Em meio a tanto radicalismo, levantamos, com convicção, a bandeira do diálogo e defesa dos bancos públicos. E antes que você, leitor ou leitora, tenha seu pensamento tomado pelas frases acima, convidamos à leitura de informações concretas sobre o papel dessas instituições.

Há razões políticas, econômicas e sociais para que bancos públicos existam na maioria dos países. No Brasil, basta pensar no crédito imobiliário, no crédito rural e no financiamento para infraestrutura e para as indústrias. Trocando em miúdos: a compra da casa própria, de equipamentos e sementes por agricultores, o investimento em tecnologia, a construção de estradas e pontes. Tudo isso passa pelos bancos públicos. A Caixa, o Banco do Brasil e Banco Nacional de Desenvolvimento Econômico e Social são responsáveis por 80% do financiamento do crédito de longo prazo no Brasil.
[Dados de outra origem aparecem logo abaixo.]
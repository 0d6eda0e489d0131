//! Unified error types for slackhist.
//!
//! This module provides a single [`SlackhistError`] enum that covers all
//! error cases in the library. Structural failures (an unreadable archive,
//! malformed JSON, a bad timestamp or timezone) are fatal and propagate to
//! the binary, which reports them and exits non-zero.
//!
//! Unknown user identifiers are deliberately *not* errors: name resolution
//! degrades to an empty string so a single stale id never aborts an export.

use std::io;
use std::path::PathBuf;

use thiserror::Error;

/// A specialized [`Result`] type for slackhist operations.
pub type Result<T> = std::result::Result<T, SlackhistError>;

/// The error type for all slackhist operations.
///
/// Each variant contains context about what went wrong and, where
/// applicable, the underlying source error.
#[derive(Debug, Error)]
#[non_exhaustive]
pub enum SlackhistError {
    /// An I/O error occurred reading an archive entry or writing output.
    #[error("IO error: {0}")]
    Io(#[from] io::Error),

    /// The export archive could not be opened or walked.
    ///
    /// The path does not exist, is not a ZIP container, or an entry in the
    /// central directory could not be read.
    #[error("cannot read archive {}: {source}", path.display())]
    ArchiveUnreadable {
        /// Path of the archive that failed to open
        path: PathBuf,
        /// The underlying ZIP error
        #[source]
        source: zip::result::ZipError,
    },

    /// A metadata sidecar file (`users.json` or `channels.json`) held
    /// malformed JSON.
    #[error("failed to decode metadata file {file}: {source}")]
    MetadataDecodeFailed {
        /// Archive-relative name of the sidecar file
        file: String,
        /// The underlying JSON error
        #[source]
        source: serde_json::Error,
    },

    /// A channel record file held malformed JSON.
    ///
    /// Decode failures are fatal to the whole run; the export never emits a
    /// partial workbook.
    #[error("failed to decode record file {file}: {source}")]
    RecordDecodeFailed {
        /// Archive-relative name of the record file
        file: String,
        /// The underlying JSON error
        #[source]
        source: serde_json::Error,
    },

    /// A record carried a timestamp whose seconds portion is not numeric.
    #[error("malformed record timestamp '{value}'")]
    MalformedTimestamp {
        /// The raw timestamp string from the record
        value: String,
    },

    /// The configured timezone name is neither `local` nor a known IANA
    /// zone.
    #[error("unknown timezone '{name}'")]
    UnknownTimezone {
        /// The name that failed to resolve
        name: String,
    },

    /// The workbook could not be rendered or saved.
    #[error("workbook error: {0}")]
    Workbook(#[from] rust_xlsxwriter::XlsxError),
}

impl SlackhistError {
    /// Creates an archive error for the given path.
    pub fn archive_unreadable(path: impl Into<PathBuf>, source: zip::result::ZipError) -> Self {
        SlackhistError::ArchiveUnreadable {
            path: path.into(),
            source,
        }
    }

    /// Creates a metadata decode error for the given sidecar file.
    pub fn metadata_decode(file: impl Into<String>, source: serde_json::Error) -> Self {
        SlackhistError::MetadataDecodeFailed {
            file: file.into(),
            source,
        }
    }

    /// Creates a record decode error for the given record file.
    pub fn record_decode(file: impl Into<String>, source: serde_json::Error) -> Self {
        SlackhistError::RecordDecodeFailed {
            file: file.into(),
            source,
        }
    }

    /// Creates a malformed timestamp error.
    pub fn malformed_timestamp(value: impl Into<String>) -> Self {
        SlackhistError::MalformedTimestamp {
            value: value.into(),
        }
    }

    /// Creates an unknown timezone error.
    pub fn unknown_timezone(name: impl Into<String>) -> Self {
        SlackhistError::UnknownTimezone { name: name.into() }
    }

    /// Returns `true` if this is an archive-level error.
    pub fn is_archive(&self) -> bool {
        matches!(self, SlackhistError::ArchiveUnreadable { .. })
    }

    /// Returns `true` if this is a JSON decode error (sidecar or record).
    pub fn is_decode(&self) -> bool {
        matches!(
            self,
            SlackhistError::MetadataDecodeFailed { .. } | SlackhistError::RecordDecodeFailed { .. }
        )
    }

    /// Returns `true` if this is a timestamp error.
    pub fn is_timestamp(&self) -> bool {
        matches!(self, SlackhistError::MalformedTimestamp { .. })
    }

    /// Returns `true` if this is a timezone error.
    pub fn is_timezone(&self) -> bool {
        matches!(self, SlackhistError::UnknownTimezone { .. })
    }
}

#[cfg(test)]
mod tests {
    use super::*;

    #[test]
    fn test_archive_error_display() {
        let err = SlackhistError::archive_unreadable(
            "/no/such/export.zip",
            zip::result::ZipError::FileNotFound,
        );
        let display = err.to_string();
        assert!(display.contains("/no/such/export.zip"));
        assert!(err.is_archive());
    }

    #[test]
    fn test_metadata_decode_display() {
        let json_err = serde_json::from_str::<serde_json::Value>("not json").unwrap_err();
        let err = SlackhistError::metadata_decode("users.json", json_err);
        assert!(err.to_string().contains("users.json"));
        assert!(err.is_decode());
    }

    #[test]
    fn test_record_decode_display() {
        let json_err = serde_json::from_str::<serde_json::Value>("{").unwrap_err();
        let err = SlackhistError::record_decode("general/2020-09-13.json", json_err);
        assert!(err.to_string().contains("general/2020-09-13.json"));
        assert!(err.is_decode());
    }

    #[test]
    fn test_malformed_timestamp_display() {
        let err = SlackhistError::malformed_timestamp("abc.000100");
        assert!(err.to_string().contains("abc.000100"));
        assert!(err.is_timestamp());
        assert!(!err.is_timezone());
    }

    #[test]
    fn test_unknown_timezone_display() {
        let err = SlackhistError::unknown_timezone("Mars/Olympus_Mons");
        assert!(err.to_string().contains("Mars/Olympus_Mons"));
        assert!(err.is_timezone());
        assert!(!err.is_archive());
    }

    #[test]
    fn test_error_source_chain() {
        use std::error::Error;
        let io_err = io::Error::new(io::ErrorKind::PermissionDenied, "access denied");
        let err = SlackhistError::from(io_err);
        assert!(err.source().is_some());
    }
}
//! Workbook emission.
//!
//! The emission boundary: consumes the assembled per-channel sequences and
//! renders one worksheet per channel with a `Timestamp | User | Message`
//! header row. The pipeline hands this module logical rows only; all
//! spreadsheet mechanics live here.

use std::fs;
use std::path::Path;

use rust_xlsxwriter::Workbook;

use crate::error::Result;
use crate::transform::TransformedMessage;

/// Display format for message timestamps, e.g. `Sep 13, 2020 | 12:26`.
pub const TIMESTAMP_DISPLAY_FORMAT: &str = "%b %d, %Y | %H:%M";

/// Width of the timestamp and user columns.
const NARROW_COLUMN_WIDTH: f64 = 20.0;

/// Width of the message column.
const MESSAGE_COLUMN_WIDTH: f64 = 200.0;

/// Writes one worksheet per channel and saves the workbook at `path`.
///
/// Sheets appear in the order given (the assembler already sorts channels
/// ascending and messages descending). Parent directories of `path` are
/// created when missing.
pub fn write_workbook(sheets: &[(String, Vec<TransformedMessage>)], path: &Path) -> Result<()> {
    let mut workbook = Workbook::new();

    for (channel, messages) in sheets {
        let worksheet = workbook.add_worksheet();
        worksheet.set_name(channel)?;

        worksheet.set_column_width(0, NARROW_COLUMN_WIDTH)?;
        worksheet.set_column_width(1, NARROW_COLUMN_WIDTH)?;
        worksheet.set_column_width(2, MESSAGE_COLUMN_WIDTH)?;

        worksheet.write_string(0, 0, "Timestamp")?;
        worksheet.write_string(0, 1, "User")?;
        worksheet.write_string(0, 2, "Message")?;

        let mut row: u32 = 1;
        for message in messages {
            let formatted = message.timestamp.format(TIMESTAMP_DISPLAY_FORMAT).to_string();
            worksheet.write_string(row, 0, &formatted)?;
            worksheet.write_string(row, 1, &message.author)?;
            worksheet.write_string(row, 2, &message.text)?;
            row += 1;
        }
    }

    if let Some(parent) = path.parent() {
        if !parent.as_os_str().is_empty() {
            fs::create_dir_all(parent)?;
        }
    }
    workbook.save(path)?;

    Ok(())
}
São essas instituições também que viabilizam os projetos sociais que têm papel fundamental na redução da desigualdade no país. De 2011 a 2016, as loterias da Caixa arrecadaram R$ 60 bilhões. Desse total, R$ 27 bilhões foram destinados para áreas sociais. Programa de Financiamento Estudantil, o Fundo Penitenciário Nacional e programas de incentivo ao esporte e à cultura estão entre os beneficiados. Estes recursos não podem e não devem estar na mão de bancos privados que visam ao lucro, não o bem-estar social.

O que vemos hoje é a destruição de todas essas políticas públicas. E o desmonte dos bancos públicos faz parte dessa estratégia. Um exemplo concreto é o do Banco do Brasil, que em menos de um ano fechou 570 agências no país e no exterior.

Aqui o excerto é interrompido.